### Work required
Within the listing below, count the lines that include "keys" and give the count alone.

### Data for processing
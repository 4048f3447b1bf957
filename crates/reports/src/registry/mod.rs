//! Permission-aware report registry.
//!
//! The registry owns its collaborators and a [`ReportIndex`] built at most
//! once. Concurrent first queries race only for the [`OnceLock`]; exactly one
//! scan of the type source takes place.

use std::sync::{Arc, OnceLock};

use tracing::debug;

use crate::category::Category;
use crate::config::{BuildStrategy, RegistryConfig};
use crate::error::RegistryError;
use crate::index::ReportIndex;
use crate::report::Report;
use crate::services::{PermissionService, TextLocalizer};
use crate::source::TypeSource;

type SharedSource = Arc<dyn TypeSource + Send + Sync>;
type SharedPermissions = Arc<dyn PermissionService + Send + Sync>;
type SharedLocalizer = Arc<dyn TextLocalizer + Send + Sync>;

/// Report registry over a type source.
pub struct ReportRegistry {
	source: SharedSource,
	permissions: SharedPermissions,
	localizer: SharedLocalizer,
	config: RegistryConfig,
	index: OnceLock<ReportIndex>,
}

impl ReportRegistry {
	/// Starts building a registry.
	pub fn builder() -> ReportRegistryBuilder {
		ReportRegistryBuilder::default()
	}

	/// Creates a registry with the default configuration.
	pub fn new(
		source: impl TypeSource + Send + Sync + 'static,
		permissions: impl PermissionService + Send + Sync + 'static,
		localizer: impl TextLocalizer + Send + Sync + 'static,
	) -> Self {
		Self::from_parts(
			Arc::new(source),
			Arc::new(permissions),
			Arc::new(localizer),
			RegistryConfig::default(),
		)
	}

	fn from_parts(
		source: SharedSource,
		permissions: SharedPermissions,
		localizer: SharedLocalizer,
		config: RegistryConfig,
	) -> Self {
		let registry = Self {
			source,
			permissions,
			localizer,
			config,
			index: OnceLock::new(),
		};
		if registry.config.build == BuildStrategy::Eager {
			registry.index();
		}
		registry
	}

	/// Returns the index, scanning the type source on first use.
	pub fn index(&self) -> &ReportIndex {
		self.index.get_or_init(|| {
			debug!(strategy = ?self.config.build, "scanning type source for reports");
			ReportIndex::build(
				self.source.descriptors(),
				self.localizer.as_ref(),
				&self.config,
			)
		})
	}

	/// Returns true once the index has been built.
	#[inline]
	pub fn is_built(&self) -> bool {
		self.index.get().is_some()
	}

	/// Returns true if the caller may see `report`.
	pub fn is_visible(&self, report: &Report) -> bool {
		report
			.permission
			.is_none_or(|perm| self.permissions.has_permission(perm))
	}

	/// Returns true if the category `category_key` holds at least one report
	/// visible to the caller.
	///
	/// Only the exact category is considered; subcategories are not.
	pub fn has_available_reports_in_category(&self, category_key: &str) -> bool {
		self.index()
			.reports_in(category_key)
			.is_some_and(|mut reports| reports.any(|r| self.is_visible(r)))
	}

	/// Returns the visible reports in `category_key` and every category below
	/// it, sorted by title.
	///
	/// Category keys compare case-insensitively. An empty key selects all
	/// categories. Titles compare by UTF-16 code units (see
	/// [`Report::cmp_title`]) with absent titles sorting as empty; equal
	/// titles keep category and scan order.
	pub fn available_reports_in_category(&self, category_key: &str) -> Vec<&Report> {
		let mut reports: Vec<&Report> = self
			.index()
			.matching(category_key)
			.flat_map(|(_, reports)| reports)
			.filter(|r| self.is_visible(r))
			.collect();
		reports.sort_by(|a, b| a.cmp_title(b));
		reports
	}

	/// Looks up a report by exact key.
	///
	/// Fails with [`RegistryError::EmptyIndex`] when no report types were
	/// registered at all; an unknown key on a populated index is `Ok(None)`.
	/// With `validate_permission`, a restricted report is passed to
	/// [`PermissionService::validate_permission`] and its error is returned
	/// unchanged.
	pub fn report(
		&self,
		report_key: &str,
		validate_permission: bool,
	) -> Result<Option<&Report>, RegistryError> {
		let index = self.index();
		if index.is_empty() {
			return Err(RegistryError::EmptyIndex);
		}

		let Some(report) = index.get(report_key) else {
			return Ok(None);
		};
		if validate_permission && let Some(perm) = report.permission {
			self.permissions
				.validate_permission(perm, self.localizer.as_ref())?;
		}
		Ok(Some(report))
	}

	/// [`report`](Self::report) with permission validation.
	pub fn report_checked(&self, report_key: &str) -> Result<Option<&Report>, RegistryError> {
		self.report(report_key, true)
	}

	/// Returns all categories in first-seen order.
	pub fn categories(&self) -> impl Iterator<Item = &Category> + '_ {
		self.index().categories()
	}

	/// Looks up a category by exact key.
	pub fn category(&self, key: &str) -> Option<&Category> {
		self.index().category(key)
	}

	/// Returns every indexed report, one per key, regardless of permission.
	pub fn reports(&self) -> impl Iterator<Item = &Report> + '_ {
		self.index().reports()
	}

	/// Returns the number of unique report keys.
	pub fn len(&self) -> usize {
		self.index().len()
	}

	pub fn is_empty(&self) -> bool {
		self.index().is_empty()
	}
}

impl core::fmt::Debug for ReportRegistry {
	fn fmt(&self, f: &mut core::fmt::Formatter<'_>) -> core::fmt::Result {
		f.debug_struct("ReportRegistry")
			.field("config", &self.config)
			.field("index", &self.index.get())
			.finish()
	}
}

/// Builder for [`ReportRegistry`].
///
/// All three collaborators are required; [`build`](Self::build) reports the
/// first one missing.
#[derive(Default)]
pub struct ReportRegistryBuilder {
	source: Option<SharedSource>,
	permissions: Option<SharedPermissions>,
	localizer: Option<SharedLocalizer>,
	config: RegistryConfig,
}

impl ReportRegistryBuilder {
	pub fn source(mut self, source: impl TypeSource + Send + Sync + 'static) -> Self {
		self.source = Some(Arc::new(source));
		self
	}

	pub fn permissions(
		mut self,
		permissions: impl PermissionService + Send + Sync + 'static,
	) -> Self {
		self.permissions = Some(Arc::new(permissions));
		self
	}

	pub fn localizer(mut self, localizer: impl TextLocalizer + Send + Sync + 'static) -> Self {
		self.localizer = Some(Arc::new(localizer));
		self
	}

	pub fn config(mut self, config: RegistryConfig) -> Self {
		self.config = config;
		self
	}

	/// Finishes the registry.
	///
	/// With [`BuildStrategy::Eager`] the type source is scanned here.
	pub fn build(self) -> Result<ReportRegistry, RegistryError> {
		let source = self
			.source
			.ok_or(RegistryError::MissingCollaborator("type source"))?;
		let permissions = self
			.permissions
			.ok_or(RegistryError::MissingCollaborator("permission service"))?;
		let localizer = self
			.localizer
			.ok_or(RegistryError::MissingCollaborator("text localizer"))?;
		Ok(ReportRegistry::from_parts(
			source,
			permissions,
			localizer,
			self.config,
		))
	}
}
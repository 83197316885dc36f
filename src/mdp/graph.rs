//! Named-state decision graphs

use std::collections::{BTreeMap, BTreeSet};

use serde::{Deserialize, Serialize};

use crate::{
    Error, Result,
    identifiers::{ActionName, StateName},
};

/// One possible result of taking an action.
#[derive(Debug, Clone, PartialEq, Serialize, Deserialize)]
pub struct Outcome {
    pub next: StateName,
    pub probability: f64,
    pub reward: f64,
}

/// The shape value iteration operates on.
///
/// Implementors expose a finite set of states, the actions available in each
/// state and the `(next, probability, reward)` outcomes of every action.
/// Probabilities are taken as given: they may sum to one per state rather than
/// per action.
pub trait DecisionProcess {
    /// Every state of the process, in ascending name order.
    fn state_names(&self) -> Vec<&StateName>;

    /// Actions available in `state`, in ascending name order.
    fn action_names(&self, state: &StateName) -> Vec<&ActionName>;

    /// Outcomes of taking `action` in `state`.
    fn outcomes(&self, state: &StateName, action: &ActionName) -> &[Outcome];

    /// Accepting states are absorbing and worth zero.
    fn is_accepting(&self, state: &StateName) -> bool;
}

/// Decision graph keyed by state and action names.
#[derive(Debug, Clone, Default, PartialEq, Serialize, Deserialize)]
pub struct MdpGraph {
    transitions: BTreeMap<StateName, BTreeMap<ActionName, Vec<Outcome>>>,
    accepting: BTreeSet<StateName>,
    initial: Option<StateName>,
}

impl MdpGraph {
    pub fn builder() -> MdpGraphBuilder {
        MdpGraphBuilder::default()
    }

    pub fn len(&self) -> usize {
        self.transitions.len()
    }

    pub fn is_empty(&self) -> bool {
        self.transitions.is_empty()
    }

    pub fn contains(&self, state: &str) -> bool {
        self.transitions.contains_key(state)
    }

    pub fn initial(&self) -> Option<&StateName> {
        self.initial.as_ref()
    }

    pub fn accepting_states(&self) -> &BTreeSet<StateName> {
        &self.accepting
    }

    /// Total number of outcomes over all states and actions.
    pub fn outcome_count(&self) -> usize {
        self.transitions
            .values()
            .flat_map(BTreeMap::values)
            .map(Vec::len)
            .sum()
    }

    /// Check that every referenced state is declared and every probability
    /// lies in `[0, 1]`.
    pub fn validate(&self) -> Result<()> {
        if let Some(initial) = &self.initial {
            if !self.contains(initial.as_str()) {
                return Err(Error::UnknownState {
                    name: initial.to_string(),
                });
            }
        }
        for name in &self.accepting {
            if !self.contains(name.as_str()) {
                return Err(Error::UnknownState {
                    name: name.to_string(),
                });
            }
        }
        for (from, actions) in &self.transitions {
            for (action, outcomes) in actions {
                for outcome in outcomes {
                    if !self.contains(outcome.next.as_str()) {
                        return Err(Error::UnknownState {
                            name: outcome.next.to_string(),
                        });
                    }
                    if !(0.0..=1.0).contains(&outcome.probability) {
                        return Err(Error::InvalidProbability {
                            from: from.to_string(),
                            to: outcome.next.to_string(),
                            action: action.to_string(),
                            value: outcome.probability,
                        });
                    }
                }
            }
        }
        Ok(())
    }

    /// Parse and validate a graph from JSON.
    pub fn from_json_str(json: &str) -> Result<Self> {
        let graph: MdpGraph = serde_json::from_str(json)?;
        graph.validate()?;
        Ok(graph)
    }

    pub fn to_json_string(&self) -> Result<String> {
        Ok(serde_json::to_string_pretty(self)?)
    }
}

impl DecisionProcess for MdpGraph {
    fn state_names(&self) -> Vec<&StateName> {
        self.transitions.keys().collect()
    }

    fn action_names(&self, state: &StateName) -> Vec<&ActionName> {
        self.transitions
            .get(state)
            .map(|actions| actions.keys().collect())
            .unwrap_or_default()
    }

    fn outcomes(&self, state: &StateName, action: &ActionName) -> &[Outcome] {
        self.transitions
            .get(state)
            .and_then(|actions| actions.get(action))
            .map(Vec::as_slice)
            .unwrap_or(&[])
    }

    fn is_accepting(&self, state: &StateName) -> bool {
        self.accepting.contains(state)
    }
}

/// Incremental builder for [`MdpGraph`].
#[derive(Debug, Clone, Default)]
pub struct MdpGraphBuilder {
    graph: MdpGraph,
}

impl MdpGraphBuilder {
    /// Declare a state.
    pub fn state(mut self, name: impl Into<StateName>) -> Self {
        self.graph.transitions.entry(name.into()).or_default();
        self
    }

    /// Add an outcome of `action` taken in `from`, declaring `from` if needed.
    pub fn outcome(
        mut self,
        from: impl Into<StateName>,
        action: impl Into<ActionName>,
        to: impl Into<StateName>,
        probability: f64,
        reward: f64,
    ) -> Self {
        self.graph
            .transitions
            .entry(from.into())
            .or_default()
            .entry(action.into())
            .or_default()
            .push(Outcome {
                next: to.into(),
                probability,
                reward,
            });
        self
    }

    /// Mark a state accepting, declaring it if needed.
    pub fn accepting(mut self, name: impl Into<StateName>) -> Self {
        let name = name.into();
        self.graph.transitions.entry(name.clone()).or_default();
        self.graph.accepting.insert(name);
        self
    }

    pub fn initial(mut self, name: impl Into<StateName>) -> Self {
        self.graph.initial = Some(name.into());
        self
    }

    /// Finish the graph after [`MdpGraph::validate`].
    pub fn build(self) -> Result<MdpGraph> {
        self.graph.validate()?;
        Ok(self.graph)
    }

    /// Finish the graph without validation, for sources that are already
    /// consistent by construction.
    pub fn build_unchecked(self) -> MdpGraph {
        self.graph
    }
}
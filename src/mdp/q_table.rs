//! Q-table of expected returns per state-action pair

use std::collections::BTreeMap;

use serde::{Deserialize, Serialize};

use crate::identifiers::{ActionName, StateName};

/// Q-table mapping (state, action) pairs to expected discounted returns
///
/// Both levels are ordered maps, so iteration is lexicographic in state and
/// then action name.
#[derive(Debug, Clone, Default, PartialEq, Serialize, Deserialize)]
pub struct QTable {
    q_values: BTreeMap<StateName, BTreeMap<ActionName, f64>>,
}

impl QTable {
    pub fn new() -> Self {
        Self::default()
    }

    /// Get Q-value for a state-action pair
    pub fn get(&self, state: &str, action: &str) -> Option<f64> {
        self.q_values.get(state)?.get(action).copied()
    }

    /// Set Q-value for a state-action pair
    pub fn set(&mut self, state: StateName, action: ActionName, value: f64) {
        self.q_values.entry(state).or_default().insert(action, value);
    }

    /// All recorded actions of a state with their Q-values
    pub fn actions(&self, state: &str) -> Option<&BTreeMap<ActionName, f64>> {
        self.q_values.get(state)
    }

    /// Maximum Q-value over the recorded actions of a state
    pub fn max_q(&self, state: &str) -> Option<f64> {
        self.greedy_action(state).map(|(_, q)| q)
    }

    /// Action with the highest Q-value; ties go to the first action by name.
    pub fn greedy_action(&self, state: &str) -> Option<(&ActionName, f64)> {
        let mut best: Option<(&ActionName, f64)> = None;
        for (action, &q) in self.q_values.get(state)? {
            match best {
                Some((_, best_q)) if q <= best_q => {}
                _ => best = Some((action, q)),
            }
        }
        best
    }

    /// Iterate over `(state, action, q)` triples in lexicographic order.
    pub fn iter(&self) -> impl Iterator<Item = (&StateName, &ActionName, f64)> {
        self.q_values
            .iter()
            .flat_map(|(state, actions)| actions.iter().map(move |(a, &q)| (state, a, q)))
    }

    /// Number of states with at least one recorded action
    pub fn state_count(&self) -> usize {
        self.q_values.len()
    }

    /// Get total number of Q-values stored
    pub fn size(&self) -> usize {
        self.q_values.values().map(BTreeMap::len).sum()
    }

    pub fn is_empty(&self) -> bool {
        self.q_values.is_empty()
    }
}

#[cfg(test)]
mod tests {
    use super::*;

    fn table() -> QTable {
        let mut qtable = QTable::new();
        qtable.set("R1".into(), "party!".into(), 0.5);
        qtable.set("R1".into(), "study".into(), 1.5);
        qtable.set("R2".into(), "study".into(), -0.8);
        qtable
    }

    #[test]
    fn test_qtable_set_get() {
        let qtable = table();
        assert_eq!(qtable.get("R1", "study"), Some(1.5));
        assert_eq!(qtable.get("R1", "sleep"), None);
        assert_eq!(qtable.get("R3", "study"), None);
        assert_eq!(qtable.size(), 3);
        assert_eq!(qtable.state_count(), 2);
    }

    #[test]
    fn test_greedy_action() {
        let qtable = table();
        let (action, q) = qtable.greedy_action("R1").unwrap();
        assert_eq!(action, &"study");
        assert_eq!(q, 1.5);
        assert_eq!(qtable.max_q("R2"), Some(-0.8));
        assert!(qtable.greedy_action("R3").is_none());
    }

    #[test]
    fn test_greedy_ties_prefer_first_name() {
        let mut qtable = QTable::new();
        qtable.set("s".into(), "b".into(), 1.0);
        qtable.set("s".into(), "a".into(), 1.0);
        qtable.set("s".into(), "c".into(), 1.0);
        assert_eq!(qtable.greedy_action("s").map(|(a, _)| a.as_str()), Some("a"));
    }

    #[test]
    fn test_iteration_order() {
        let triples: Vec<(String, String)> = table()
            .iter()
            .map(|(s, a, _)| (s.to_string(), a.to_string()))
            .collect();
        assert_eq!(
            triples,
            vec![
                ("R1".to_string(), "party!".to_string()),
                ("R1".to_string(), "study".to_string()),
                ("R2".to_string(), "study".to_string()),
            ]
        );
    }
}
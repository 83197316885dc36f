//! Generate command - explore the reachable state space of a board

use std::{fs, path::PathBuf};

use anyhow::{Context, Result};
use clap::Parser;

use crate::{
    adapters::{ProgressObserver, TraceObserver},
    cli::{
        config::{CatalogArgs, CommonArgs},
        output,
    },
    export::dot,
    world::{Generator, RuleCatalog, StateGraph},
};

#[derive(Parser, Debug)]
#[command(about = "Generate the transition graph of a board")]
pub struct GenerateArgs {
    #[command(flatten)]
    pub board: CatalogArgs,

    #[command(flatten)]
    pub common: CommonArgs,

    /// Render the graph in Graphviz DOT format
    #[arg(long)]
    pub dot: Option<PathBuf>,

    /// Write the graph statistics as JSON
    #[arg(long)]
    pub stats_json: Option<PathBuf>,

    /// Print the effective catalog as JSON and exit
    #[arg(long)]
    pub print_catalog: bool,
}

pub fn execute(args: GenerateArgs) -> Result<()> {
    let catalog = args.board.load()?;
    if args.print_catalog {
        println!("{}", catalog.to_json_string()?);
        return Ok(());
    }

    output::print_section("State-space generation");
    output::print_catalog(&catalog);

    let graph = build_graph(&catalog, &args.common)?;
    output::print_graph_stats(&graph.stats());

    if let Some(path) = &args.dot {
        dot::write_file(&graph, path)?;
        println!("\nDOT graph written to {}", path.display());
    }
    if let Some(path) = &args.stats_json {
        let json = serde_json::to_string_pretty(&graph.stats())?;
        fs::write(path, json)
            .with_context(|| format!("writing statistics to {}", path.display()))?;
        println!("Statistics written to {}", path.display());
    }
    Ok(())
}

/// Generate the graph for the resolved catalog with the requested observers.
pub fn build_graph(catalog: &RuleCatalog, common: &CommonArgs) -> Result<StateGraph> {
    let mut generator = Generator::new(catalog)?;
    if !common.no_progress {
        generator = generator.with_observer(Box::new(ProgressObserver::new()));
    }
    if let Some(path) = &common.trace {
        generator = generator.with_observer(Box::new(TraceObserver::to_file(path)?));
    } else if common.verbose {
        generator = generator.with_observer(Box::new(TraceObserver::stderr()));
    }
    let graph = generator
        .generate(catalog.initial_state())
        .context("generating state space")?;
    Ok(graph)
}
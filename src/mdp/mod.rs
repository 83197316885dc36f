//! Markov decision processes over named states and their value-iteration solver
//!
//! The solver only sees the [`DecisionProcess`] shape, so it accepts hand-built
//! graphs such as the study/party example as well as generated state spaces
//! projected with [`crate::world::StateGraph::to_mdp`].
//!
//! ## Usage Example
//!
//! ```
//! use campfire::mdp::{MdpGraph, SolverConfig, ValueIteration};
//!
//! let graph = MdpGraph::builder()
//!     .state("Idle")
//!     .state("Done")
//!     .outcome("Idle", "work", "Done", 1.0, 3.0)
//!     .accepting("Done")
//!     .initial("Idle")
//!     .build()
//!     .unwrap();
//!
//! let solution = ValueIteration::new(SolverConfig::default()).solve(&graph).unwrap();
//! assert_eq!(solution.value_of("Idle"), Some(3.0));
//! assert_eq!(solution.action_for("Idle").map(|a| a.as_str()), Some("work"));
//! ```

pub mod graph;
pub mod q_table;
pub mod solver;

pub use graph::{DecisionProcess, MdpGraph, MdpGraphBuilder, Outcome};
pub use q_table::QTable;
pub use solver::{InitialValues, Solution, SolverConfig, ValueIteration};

### Expected output
4